The brothers left quite a legacy in Edinburgh – one that you can still smell on the city’s streets. Andrew Usher Jr co-founded the North British Distillery Company in 1880, which is still operating today.
But they also left their mark on the city in other ways - John helped establish The John Usher Institute of Public Health at the University of Edinburgh, gifting funds to improve public health in the region. Andrew financed several building and harbour construction projects in the nearby coastal village of St Abbs, where he had a home. His most famous lasting memorial however was gifting £100,000 to The City of Edinburgh, for the purpose of creating a venue that ‘should become and remain a centre and attraction to musical artistes and performers and to the citizens of Edinburgh and others...’ Sadly, he never saw the hall that took his name, dying in 1898, 16 years before his dream was realised. The Usher Hall was opened by his widow in 1914 and remains one of the most impressive venues in the city. Despite being built upon the proceeds of Scotch whisky, the hall did not have a bar until the 1980’s!
Whisky in Edinburgh Today – the Story Continues
If you fancy exploring more about the art of blending and creating whisky in Edinburgh today, there’s no shortage of options:
Set within a 180-year-old building next to Holyrood Park and within easy walking distance of the city centre, Holyrood Distillery opened its doors to the public for the first time in July 2019.
As Edinburgh’s first single malt distillery for almost 100 years, they aim to combine craft traditions with bold new flavours. The award-winning visitor centre offers tours, tastings, events, a shop and a courtyard bar.
Situated just 15 miles from Edinburgh in the rolling farmland of East Lothian, Glenkinchie Distillery houses a museum about malt whisky production, an illicit still, a large scale model of a distillery and various other whisky-related displays to grab your attention.
The Scotch Whisky Experience
This 5-star visitor attraction tells the tale of Scotland's national drink.
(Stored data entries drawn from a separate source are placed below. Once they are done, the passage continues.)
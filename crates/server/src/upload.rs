//! Upload coordinator: admits parts, hands out signed PUT URLs and records
//! completion.

use crate::download::DownloadCoordinator;
use crate::error::{ApiError, ApiResult};
use crate::factory::StorageFactory;
use crate::metrics::{FILES_COMPLETED, PARTS_ADMITTED, PARTS_COMPLETED, PARTS_SKIPPED};
use ferry_core::hash::validate_hex_digest;
use ferry_core::{UploadChecksum, UploadCreateResult, UploadError, UploadJob, UploadRequest};
use ferry_metadata::{
    FileRepo, MetadataError, MetadataStore, NewPart, PartRepo, StorageProviderRepo,
};
use ferry_storage::Storage;
use futures::StreamExt;
use futures::stream;
use std::sync::Arc;
use tracing::instrument;

/// Announcements from one batch processed concurrently.
const CREATE_CONCURRENCY: usize = 16;

/// Handlers for one upload session, bound to a scope name and a provider.
pub struct UploadCoordinator {
    name: String,
    storage_provider_id: String,
    bucket: String,
    storage: Arc<dyn Storage>,
    metadata: Arc<dyn MetadataStore>,
    downloads: Arc<DownloadCoordinator>,
}

impl UploadCoordinator {
    /// Resolve the session's provider and make sure its bucket exists.
    ///
    /// An unknown provider refuses the upgrade with 403.
    #[instrument(skip(metadata, factory, downloads))]
    pub async fn connect(
        name: &str,
        storage_provider_id: &str,
        metadata: Arc<dyn MetadataStore>,
        factory: &dyn StorageFactory,
        downloads: Arc<DownloadCoordinator>,
    ) -> ApiResult<Self> {
        let provider = metadata
            .get_storage_provider(storage_provider_id)
            .await?
            .ok_or_else(|| ApiError::UnknownProvider(storage_provider_id.to_string()))?;
        let storage = factory.storage(&provider)?;
        let bucket = storage.require_bucket_name(name).await?;
        tracing::debug!(%bucket, backend = storage.backend_name(), "upload session bound");

        Ok(Self {
            name: name.to_string(),
            storage_provider_id: storage_provider_id.to_string(),
            bucket,
            storage,
            metadata,
            downloads,
        })
    }

    pub fn name(&self) -> &str {
        &self.name
    }

    pub fn storage_provider_id(&self) -> &str {
        &self.storage_provider_id
    }

    pub fn bucket(&self) -> &str {
        &self.bucket
    }

    /// Handle `upload:create`. Results are index-aligned with `requests`.
    #[instrument(skip_all, fields(n = %self.name, parts = requests.len()))]
    pub async fn create(&self, requests: Vec<UploadRequest>) -> Vec<UploadCreateResult> {
        stream::iter(requests)
            .map(|request| self.create_one(request))
            .buffered(CREATE_CONCURRENCY)
            .collect()
            .await
    }

    async fn create_one(&self, request: UploadRequest) -> UploadCreateResult {
        match self.admit(&request).await {
            Ok(Some(job)) => {
                PARTS_ADMITTED.inc();
                UploadCreateResult::Job(job)
            }
            Ok(None) => {
                PARTS_SKIPPED.inc();
                UploadCreateResult::Error(UploadError::UploadExists)
            }
            Err(e) => {
                log_rejection("upload:create", &request.path, &e);
                UploadCreateResult::Error(UploadError::Unknown)
            }
        }
    }

    async fn admit(&self, request: &UploadRequest) -> ApiResult<Option<UploadJob>> {
        if request.path.is_empty() {
            return Err(MetadataError::Constraint("empty path".to_string()).into());
        }
        let checksum_md5 = validate_hex_digest(&request.checksum_md5, 16)
            .map_err(|e| MetadataError::Constraint(e.to_string()))?;

        let part = NewPart {
            range: request.range,
            checksum_md5: checksum_md5.clone(),
            size: request.size,
        };
        if !self.metadata.add_part(&self.name, &request.path, &part).await? {
            return Ok(None);
        }

        let key = ferry_core::part_key(&request.path, &request.range);
        let url = self.storage.get_upload_url(&self.bucket, &key).await?;
        Ok(Some(UploadJob {
            path: request.path.clone(),
            range: request.range,
            checksum_md5,
            size: request.size,
            url,
        }))
    }

    /// Handle `upload:complete`.
    #[instrument(skip_all, fields(n = %self.name, path = %job.path, range = %job.range))]
    pub async fn complete(&self, job: UploadJob) -> Option<UploadError> {
        match self.complete_inner(&job).await {
            Ok(()) => None,
            Err(e) => {
                log_rejection("upload:complete", &job.path, &e);
                Some(UploadError::Unknown)
            }
        }
    }

    async fn complete_inner(&self, job: &UploadJob) -> ApiResult<()> {
        let checksum_md5 = job.checksum_md5.to_ascii_lowercase();
        self.metadata
            .complete_part(&self.name, &job.path, job.range, &checksum_md5)
            .await?;
        PARTS_COMPLETED.inc();

        if let Some(file) = self.metadata.get_file(&self.name, &job.path).await?
            && self.metadata.is_file_complete(&file).await?
        {
            tracing::info!(n = %self.name, path = %job.path, "file upload complete");
            FILES_COMPLETED.inc();
            self.downloads.wake();
        }
        Ok(())
    }

    /// Handle `upload:checksum`.
    #[instrument(skip_all, fields(n = %self.name, path = %checksum.path))]
    pub async fn checksum(&self, checksum: UploadChecksum) -> Option<UploadError> {
        let result = async {
            let digest = validate_hex_digest(&checksum.checksum_sha256, 32)
                .map_err(|e| MetadataError::Constraint(e.to_string()))?;
            self.metadata
                .set_checksum_sha256(&self.name, &checksum.path, &digest)
                .await?;
            if let Some(file) = self.metadata.get_file(&self.name, &checksum.path).await?
                && self.metadata.is_file_complete(&file).await?
            {
                self.downloads.wake();
            }
            Ok::<_, ApiError>(())
        }
        .await;

        match result {
            Ok(()) => None,
            Err(e) => {
                log_rejection("upload:checksum", &checksum.path, &e);
                Some(UploadError::Unknown)
            }
        }
    }
}

fn log_rejection(event: &str, path: &str, error: &ApiError) {
    match error {
        ApiError::Metadata(e) if e.is_business() => {
            tracing::debug!(event, path, error = %e, "rejected");
        }
        other => {
            tracing::warn!(event, path, error = %other, "failed");
        }
    }
}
Set up in 1987 to educate visitors to Edinburgh about the joys of Scotch whisky, the Scotch Whisky Experience is now home to the world’s largest private collection of Scotch whisky, held in a glittering vault.
The Scotch Malt Whisky Society
Founded in Edinburgh in 1983, the Scotch Malt Whisky Society members club aims to educate, entertain and share their love of whisky.
The Johnnie Walker Experience
Opening in the summer of 2021, the Johnnie Walker Experience will feature rooftop bars, private dining areas, sensory tasting rooms, personalised tour and tasting experiences and live performance areas.
May is known as 'whisky month' in Scotland, so pour yourself a dram and celebrate Scotland's national drink aka The Water of Life and salute our city’s whisky-infused past!